Saved entries =>
++++++++++++++++++++

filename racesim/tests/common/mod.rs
#![allow(dead_code)]

use racesim::core::agent::AgentPars;
use racesim::core::race::{Race, RacePars, TickReport};
use racesim::core::track::{Circle, Track, TrackPars};
use std::collections::HashMap;
use std::f64::consts::PI;
use std::time::{Duration, Instant};

pub const RADIUS: f64 = 100.0;

/// Ticks an agent moving 3.0 per tick needs for one lap of the test circle.
pub const LAP_TICKS_STEP_3: u64 = 209;

pub fn init_logging() {
    let _ = env_logger::builder().is_test(true).try_init();
}

pub fn track_length() -> f64 {
    2.0 * PI * RADIUS
}

pub fn circle_track_pars() -> TrackPars {
    TrackPars {
        name: String::from("test_circle"),
        circle_radius: Some(RADIUS),
        finish_point: None,
        finish_threshold_sq: 25.0,
        pit_boxes: HashMap::new(),
    }
}

pub fn circle_track() -> Track {
    Track::new(
        &circle_track_pars(),
        Box::new(Circle {
            center: [0.0, 0.0],
            radius: RADIUS,
        }),
    )
    .unwrap()
}

/// agent_pars creates an agent without tyre wear that covers `step` per tick on the test circle.
pub fn agent_pars(id: u32, step: f64, tire_laps: u32) -> AgentPars {
    AgentPars {
        id,
        name: format!("Agent{}", id),
        color: String::from("white"),
        speed_factor: step / track_length(),
        wear_factor: 0.0,
        tire_laps,
    }
}

pub fn race_pars(tot_no_laps: u32) -> RacePars {
    RacePars {
        tot_no_laps,
        seed: Some(1),
        ..Default::default()
    }
}

pub fn create_race(race_pars: &RacePars, agent_pars_all: &[AgentPars]) -> Race {
    init_logging();
    Race::new(race_pars, circle_track(), agent_pars_all).unwrap()
}

/// Clock drives a race on a virtual time axis, one frame per `frame_duration`.
pub struct Clock {
    pub t0: Instant,
    pub frame_duration: Duration,
    pub frames: u32,
}

impl Clock {
    pub fn new(frame_ms: u64) -> Clock {
        Clock {
            t0: Instant::now(),
            frame_duration: Duration::from_millis(frame_ms),
            frames: 0,
        }
    }

    pub fn now(&self) -> Instant {
        self.t0 + self.frame_duration * self.frames
    }

    /// step advances the clock by one frame and runs the race tick of that frame.
    pub fn step(&mut self, race: &mut Race) -> Option<TickReport> {
        self.frames += 1;
        race.simulate_timestep(self.now())
    }

    /// step_until runs frames until the predicate holds for a tick report, at most `max_frames`.
    pub fn step_until<F>(&mut self, race: &mut Race, max_frames: u32, mut pred: F) -> TickReport
    where
        F: FnMut(&TickReport) -> bool,
    {
        for _ in 0..max_frames {
            if let Some(report) = self.step(race) {
                if pred(&report) {
                    return report;
                }
            }
        }
        panic!("condition not reached within {} frames", max_frames);
    }
}
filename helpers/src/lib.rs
pub mod general;
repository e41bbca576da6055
/// lin_interp returns the linearly interpolated value at x for given discrete data points xp, fp.
/// xp must be increasing. Values outside of the xp range are clamped to the first/last fp value.
/// Returns None if xp and fp are empty or of unequal length. Inspired by numpy.interp.
pub fn lin_interp(x: f64, xp: &[f64], fp: &[f64]) -> Option<f64> {
    if xp.len() != fp.len() || xp.is_empty() {
        return None;
    }

    if x <= xp[0] {
        return Some(fp[0]);
    }

    // binary search for the segment that contains x
    let idx_upper = xp.partition_point(|&val| val < x);

    if idx_upper >= xp.len() {
        return fp.last().copied();
    }

    let dx = xp[idx_upper] - xp[idx_upper - 1];
    if dx <= 0.0 {
        return Some(fp[idx_upper]);
    }

    Some(fp[idx_upper - 1] + (x - xp[idx_upper - 1]) * (fp[idx_upper] - fp[idx_upper - 1]) / dx)
}

/// dist_sq returns the squared Euclidean distance between the points a and b.
pub fn dist_sq(a: [f64; 2], b: [f64; 2]) -> f64 {
    (a[0] - b[0]).powi(2) + (a[1] - b[1]).powi(2)
}

/// cumulative_lengths returns the cumulative distance along a polyline for every point, starting
/// at 0.0 for the first point. The last element is therefore the total polyline length.
pub fn cumulative_lengths(points: &[[f64; 2]]) -> Vec<f64> {
    let mut cum_s = Vec::with_capacity(points.len());
    let mut s = 0.0;

    for (i, point) in points.iter().enumerate() {
        if i > 0 {
            s += dist_sq(points[i - 1], *point).sqrt();
        }
        cum_s.push(s);
    }

    cum_s
}

/// clamp_finite clamps x into [min, max]. Non-finite x is mapped to min.
pub fn clamp_finite(x: f64, min: f64, max: f64) -> f64 {
    if !x.is_finite() {
        return min;
    }
    x.max(min).min(max)
}

/// wrap_into wraps x into [0, period[ (period must be positive).
pub fn wrap_into(x: f64, period: f64) -> f64 {
    let mut wrapped = x % period;
    if wrapped < 0.0 {
        wrapped += period;
    }
    // x % period can return period itself for tiny negative inputs after the correction above
    if wrapped >= period {
        wrapped = 0.0;
    }
    wrapped
}
pub mod error;

pub mod core {
    pub mod agent;
    pub mod handle_race;
    pub mod pit_stop;
    pub mod race;
    pub mod race_events;
    pub mod ranking;
    pub mod scheduler;
    pub mod state_handler;
    pub mod tireset;
    pub mod track;
}

pub mod interfaces {
    pub mod advisory_interface;
    pub mod control_interface;
    pub mod render_interface;
}

pub mod post {
    pub mod race_result;
}

pub mod pre {
    pub mod read_sim_pars;
    pub mod sim_opts;
}
use crate::core::pit_stop::PitStop;
use crate::core::state_handler::StateHandler;
use crate::core::tireset::Tireset;
use crate::core::track::Point2;
use crate::error::RaceError;
use crate::interfaces::render_interface::RgbColor;
use serde::{Deserialize, Serialize};
use std::time::{Duration, Instant};

/// * `id` - Unique agent id, never reused
/// * `name` - Display name, e.g. "White"
/// * `color` - CSS color string used by renderers, e.g. "#ff0000" or "cyan"
/// * `speed_factor` - Nominal distance per tick as a fraction of the path length
/// * `wear_factor` - Reduction of the speed factor per completed lap
/// * `tire_laps` - Remaining tyre life in laps at the start of the race
#[derive(Debug, Deserialize, Serialize, Clone)]
pub struct AgentPars {
    pub id: u32,
    pub name: String,
    #[serde(default = "default_color")]
    pub color: String,
    pub speed_factor: f64,
    pub wear_factor: f64,
    #[serde(default = "default_tire_laps")]
    pub tire_laps: u32,
}

fn default_color() -> String {
    String::from("white")
}

fn default_tire_laps() -> u32 {
    15
}

/// StatusKind is the plain status of an agent as shown to sinks and collaborators.
#[derive(Debug, Clone, Copy, PartialEq, Eq, Serialize, Deserialize)]
pub enum StatusKind {
    Racing,
    Pitting,
    #[serde(rename = "DNF")]
    Dnf,
}

/// AgentStatus is the state of the pit stop state machine. The pit bookkeeping only exists while
/// an agent is pitting, and a retired agent can never carry an active pit stop.
#[derive(Debug, Clone, PartialEq)]
pub enum AgentStatus {
    Racing,
    Pitting(PitStop),
    Dnf,
}

#[derive(Debug)]
pub struct Agent {
    pub id: u32,
    pub name: String,
    pub color: RgbColor,
    pub(crate) speed_factor: f64,
    wear_factor: f64,
    pub(crate) status: AgentStatus,
    pub(crate) pit_count: u32,
    pub tireset: Tireset,
    pub hr_variation: i32,
    pub display_position: Point2,
    pub sh: StateHandler,
}

impl Agent {
    pub fn new(agent_pars: &AgentPars, start_point: Point2) -> Result<Agent, RaceError> {
        if !(agent_pars.speed_factor.is_finite() && agent_pars.speed_factor > 0.0) {
            return Err(RaceError::InvalidAgentPars {
                id: agent_pars.id,
                reason: format!("speed factor must be positive, is {}", agent_pars.speed_factor),
            });
        }

        if !(agent_pars.wear_factor.is_finite() && agent_pars.wear_factor >= 0.0) {
            return Err(RaceError::InvalidAgentPars {
                id: agent_pars.id,
                reason: format!("wear factor must not be negative, is {}", agent_pars.wear_factor),
            });
        }

        let color = agent_pars
            .color
            .parse::<css_color_parser::Color>()
            .map_err(|_| RaceError::InvalidColor {
                id: agent_pars.id,
                color: agent_pars.color.to_owned(),
            })?;

        Ok(Agent {
            id: agent_pars.id,
            name: agent_pars.name.to_owned(),
            color: RgbColor {
                r: color.r,
                g: color.g,
                b: color.b,
            },
            speed_factor: agent_pars.speed_factor,
            wear_factor: agent_pars.wear_factor,
            status: AgentStatus::Racing,
            pit_count: 0,
            tireset: Tireset::new(agent_pars.tire_laps),
            hr_variation: 0,
            display_position: start_point,
            sh: StateHandler::default(),
        })
    }

    pub fn speed_factor(&self) -> f64 {
        self.speed_factor
    }

    pub fn wear_factor(&self) -> f64 {
        self.wear_factor
    }

    pub fn status(&self) -> &AgentStatus {
        &self.status
    }

    pub fn status_kind(&self) -> StatusKind {
        match self.status {
            AgentStatus::Racing => StatusKind::Racing,
            AgentStatus::Pitting(_) => StatusKind::Pitting,
            AgentStatus::Dnf => StatusKind::Dnf,
        }
    }

    pub fn is_racing(&self) -> bool {
        matches!(self.status, AgentStatus::Racing)
    }

    pub fn is_pitting(&self) -> bool {
        matches!(self.status, AgentStatus::Pitting(_))
    }

    pub fn is_dnf(&self) -> bool {
        matches!(self.status, AgentStatus::Dnf)
    }

    pub fn pit_count(&self) -> u32 {
        self.pit_count
    }

    pub fn distance(&self) -> f64 {
        self.sh.get_distance()
    }

    pub fn lap(&self) -> u32 {
        self.sh.get_compl_lap()
    }

    pub fn tire_laps(&self) -> u32 {
        self.tireset.laps_left()
    }

    /// pit_remaining returns the remaining pit stop time if the agent is pitting.
    pub fn pit_remaining(&self, now: Instant) -> Option<Duration> {
        match &self.status {
            AgentStatus::Pitting(pit_stop) => Some(pit_stop.remaining(now)),
            _ => None,
        }
    }

    /// retire marks a racing agent as DNF and stops it permanently. Agents that are pitting or
    /// already retired are left untouched. Returns true if the agent was retired.
    pub fn retire(&mut self) -> bool {
        if !self.is_racing() {
            return false;
        }

        self.speed_factor = 0.0;
        self.status = AgentStatus::Dnf;
        true
    }
}
use thiserror::Error;

/// RaceError covers everything that prevents a race from being set up (precondition failures) as
/// well as operator inputs that cannot be mapped onto the race.
#[derive(Error, Debug, Clone, PartialEq)]
pub enum RaceError {
    #[error("Track path has zero or invalid length ({0})")]
    InvalidPathLength(f64),

    #[error("Track path needs at least two points, got {0}")]
    TooFewPathPoints(usize),

    #[error("Race has no participating agents")]
    NoAgents,

    #[error("Agent id {0} is used more than once")]
    DuplicateAgentId(u32),

    #[error("Invalid parameters for agent {id}: {reason}")]
    InvalidAgentPars { id: u32, reason: String },

    #[error("Invalid race parameters: {0}")]
    InvalidRacePars(String),

    #[error("Could not parse color '{color}' of agent {id}")]
    InvalidColor { id: u32, color: String },

    #[error("Unknown agent id {0}")]
    UnknownAgent(u32),
}

/// GeometryError is returned by a path geometry provider if a position lookup fails. It is
/// contained within the tick in which it occurs.
#[derive(Error, Debug, Clone, PartialEq)]
pub enum GeometryError {
    #[error("Distance {distance:.3} is outside of [0.0, {length:.3}[")]
    OutOfRange { distance: f64, length: f64 },

    #[error("Distance is not a finite number")]
    NonFinite,
}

++++++++++++++++++++

ABOUT THIS EXERCISE =>
For every line in the data above that holds "period", return the line itself.

REPLY TO THE EXERCISE =>
/// wrap_into wraps x into [0, period[ (period must be positive).
pub fn wrap_into(x: f64, period: f64) -> f64 {
    let mut wrapped = x % period;
        wrapped += period;
    // x % period can return period itself for tiny negative inputs after the correction above
    if wrapped >= period {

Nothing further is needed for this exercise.